Non voice hearers can try to empathise with those of us who do hear voices but no matter how much they try, there will always be something missing in their understanding that prevents them from being able to put themselves totally in our place. I initially thought they were not trying hard enough. It caused friction. I wanted people close to me to ‘get me’ and to still feel accepted by them, yet I was also scared that the more I involved them, the more it was putting a strain on our relationship. However if I didn’t open up and express myself then I would feel frustrated. Even though I would speak daily on the phone to Mum, I often felt alone in my struggles.
When my voices first started, it was two people, ladies in my case. One of them would become a regular presence in my life... her Scottish accent is what stood out the most to me. These unseen people would talk about things I was doing but in the third person so never mentioning my name or addressing me directly. At the start, I thought I was overhearing someone within the same building or the block of flats opposite mine who must have been talking loudly. I only ever heard voices when in my flat... never when I was outside or in the street or at the supermarket nor at anyone else's homes.
"Housework would be left unfinished, I wouldn’t shower and some days the voices would keep me awake all night."
Try to imagine you are in your home and there seems to be a radio or TV playing next door – a bit muffled but certain words were very clear. When I came to the conclusion that the voices were commenting on me I panicked. At the same time, I didn't want to show or feel that fear so I would try doing the opposite of what I had been doing in order to confuse the voices.
It was my way of fighting back by trying to stay one step ahead of them. Initially it worked a little but the voices soon caught up to me and I spent hours doing things that I actually didn’t want or need to do just to stay ahead.
This meant that important tasks were not getting done. Housework would be left unfinished, I wouldn’t shower and some days the voices would keep me awake all night. It was a terrible feeling.
"I thought my flat had been bugged with secret cameras and microphones and I was being observed."
At one point I thought my flat had been bugged with secret cameras and microphones and I was being observed like on The Truman Show or Big Brother. All logic leaves you and you just feel the intimidation, the confusion and, as time went on, the depression.
I tried so many coping mechanisms from listening to music, singing, writing.

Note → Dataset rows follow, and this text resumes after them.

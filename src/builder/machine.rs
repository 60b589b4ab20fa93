//! Builder for constructing machines.

use crate::builder::error::BuildError;
use crate::core::{Context, Event, State};
use crate::engine::{Diagnostics, Machine, MachineDefinition, MachineOptions};
use crate::table::TransitionTable;
use std::sync::Arc;

/// Builder for constructing machines with a fluent API.
pub struct MachineBuilder<S: State, E: Event> {
    initial: Option<S>,
    table: Option<Arc<TransitionTable<S, E>>>,
    context: Option<Context>,
    options: MachineOptions,
    diagnostics: Option<Arc<dyn Diagnostics>>,
}

impl<S: State, E: Event> MachineBuilder<S, E> {
    /// Create a new builder.
    pub fn new() -> Self {
        Self {
            initial: None,
            table: None,
            context: None,
            options: MachineOptions::default(),
            diagnostics: None,
        }
    }

    /// Set the initial state (required).
    pub fn initial(mut self, state: S) -> Self {
        self.initial = Some(state);
        self
    }

    /// Set the shared transition table (required).
    pub fn table(mut self, table: Arc<TransitionTable<S, E>>) -> Self {
        self.table = Some(table);
        self
    }

    /// Set the starting context (optional, defaults to empty).
    pub fn context(mut self, context: Context) -> Self {
        self.context = Some(context);
        self
    }

    pub fn options(mut self, options: MachineOptions) -> Self {
        self.options = options;
        self
    }

    pub fn debug(mut self, enabled: bool) -> Self {
        self.options.debug_enabled = enabled;
        self
    }

    pub fn label(mut self, label: impl Into<String>) -> Self {
        self.options.label = Some(label.into());
        self
    }

    /// Inject the diagnostics sink (optional, defaults to `tracing`).
    pub fn diagnostics(mut self, diagnostics: Arc<dyn Diagnostics>) -> Self {
        self.diagnostics = Some(diagnostics);
        self
    }

    /// Build the machine.
    /// Returns an error if required fields are missing.
    pub fn build(self) -> Result<Machine<S, E>, BuildError> {
        let initial = self.initial.ok_or(BuildError::MissingInitialState)?;
        let table = self.table.ok_or(BuildError::MissingTable)?;

        let mut definition = MachineDefinition::new(initial, table).with_options(self.options);
        definition.context = self.context;
        definition.diagnostics = self.diagnostics;

        Ok(Machine::create(definition))
    }
}

impl<S: State, E: Event> Default for MachineBuilder<S, E> {
    fn default() -> Self {
        Self::new()
    }
}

One thing that really helped was singing a song that you know the words to with your inner voice. Don't sing it out loud though or people around will stare and judge you. Instead, simultaneously humm the music. It doesn't have to be loud but it has to make an actual outbound sound.

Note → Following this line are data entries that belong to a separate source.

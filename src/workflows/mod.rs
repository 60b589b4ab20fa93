//! Canonical storefront workflows.
//!
//! Each workflow declares its state and event enums and one transition
//! table. Tables are built on first use and then shared by every machine of
//! that workflow; nothing about them changes afterwards.

mod checkout;
mod form;
mod loading;

pub use checkout::{checkout_machine, checkout_table, CheckoutEvent, CheckoutState};
pub use form::{form_machine, form_table, FormEvent, FormState};
pub use loading::{loading_machine, loading_table, LoadEvent, LoadState};
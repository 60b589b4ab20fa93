//! Accumulating validation for form submissions.
//!
//! Rules are evaluated with Stillwater's `Validation` type, so a form is
//! checked against every rule and ALL violations come back together
//! instead of one at a time.
//!
//! # Example
//!
//! ```rust
//! use flowstate::validation::{FormRules, RulesBuilder};
//!
//! struct Signup {
//!     email: String,
//!     password: String,
//! }
//!
//! let rules: FormRules<Signup> = RulesBuilder::new()
//!     .require_pred("email", |s: &Signup| s.email.contains('@'), "is not an address")
//!     .require_pred("password", |s: &Signup| s.password.len() >= 8, "is too short")
//!     .build();
//!
//! let form = Signup { email: "nobody".into(), password: "pw".into() };
//! assert_eq!(rules.violations(&form).len(), 2);
//! ```

pub mod builder;
pub mod rules;
pub mod violations;

pub use builder::RulesBuilder;
pub use rules::{FieldCheck, FormRules};
pub use violations::FieldViolation;
//! Construction-time options for a machine.

use serde::{Deserialize, Serialize};

/// Options shared by every machine constructor.
///
/// Options can be written inline or read from a JSON document:
///
/// ```rust
/// use flowstate::engine::MachineOptions;
///
/// let options = MachineOptions::from_json(r#"{ "debug_enabled": true, "label": "checkout" }"#)
///     .unwrap();
///
/// assert!(options.debug_enabled);
/// assert_eq!(options.label.as_deref(), Some("checkout"));
/// ```
#[derive(Clone, Debug, Default, PartialEq, Eq, Serialize, Deserialize)]
#[serde(default)]
pub struct MachineOptions {
    /// Emit diagnostics for commits and rejections
    pub debug_enabled: bool,
    /// Name used in diagnostics; defaults to the machine's id
    pub label: Option<String>,
}

impl MachineOptions {
    /// Options with diagnostics switched on.
    pub fn debug() -> Self {
        Self {
            debug_enabled: true,
            label: None,
        }
    }

    pub fn labeled(mut self, label: impl Into<String>) -> Self {
        self.label = Some(label.into());
        self
    }

    pub fn from_json(json: &str) -> Result<Self, serde_json::Error> {
        serde_json::from_str(json)
    }
}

I found that was enough to block the voices and for once, I had more control and more power than they did. Sadly this is not a long term solution because it becomes exhausting to be humming and internally singing all the time but it worked for me in some really stressful moments.
Other things did help in the long term – not least selling my flat and moving away from the place where I had gone through all this.
But the most important thing was seeking professional help.
I felt scared of going to the GP initially. I thought I may be sectioned. I went to a few centres that I saw advertised on the internet, but I felt like I was being passed around, having to tell my story over and over again. On one such occasion, I broke down in tears in front of one of the centre-managers and she promised that she would help by talking with my GP.
"I had cognitive behavioural therapy for almost a year. It helped that I was very involved in my care and did my own research about psychosis."
I was seen by the GP and then referred on to a Community Mental Health Team, and the doctor explained that I was experiencing psychosis. I was assigned a psychologist, who gave me cognitive behavioral therapy for almost a year. It helped that I was very involved in my care and did my own research about psychosis to try to understand things better. My psychologist would set me homework exercises on themes we were discussing. I owe so much to her.
The voice hearing started June 2016 and was at its peak until January 2017. But last year, through the whole of 2018 I think I heard voices five times – a huge improvement compared to daily voices. At the start, voice hearing is bewildering, frightening, and cripples your confidence. However, every day I learned something new about myself on this journey, and that knowledge has made me manage the voices better.
Ultimately my overall advice is you need to speak out to someone you trust and to get help. Thankfully mental health is not as taboo as it used to be and asking for help is not a weakness. I wish you all the best.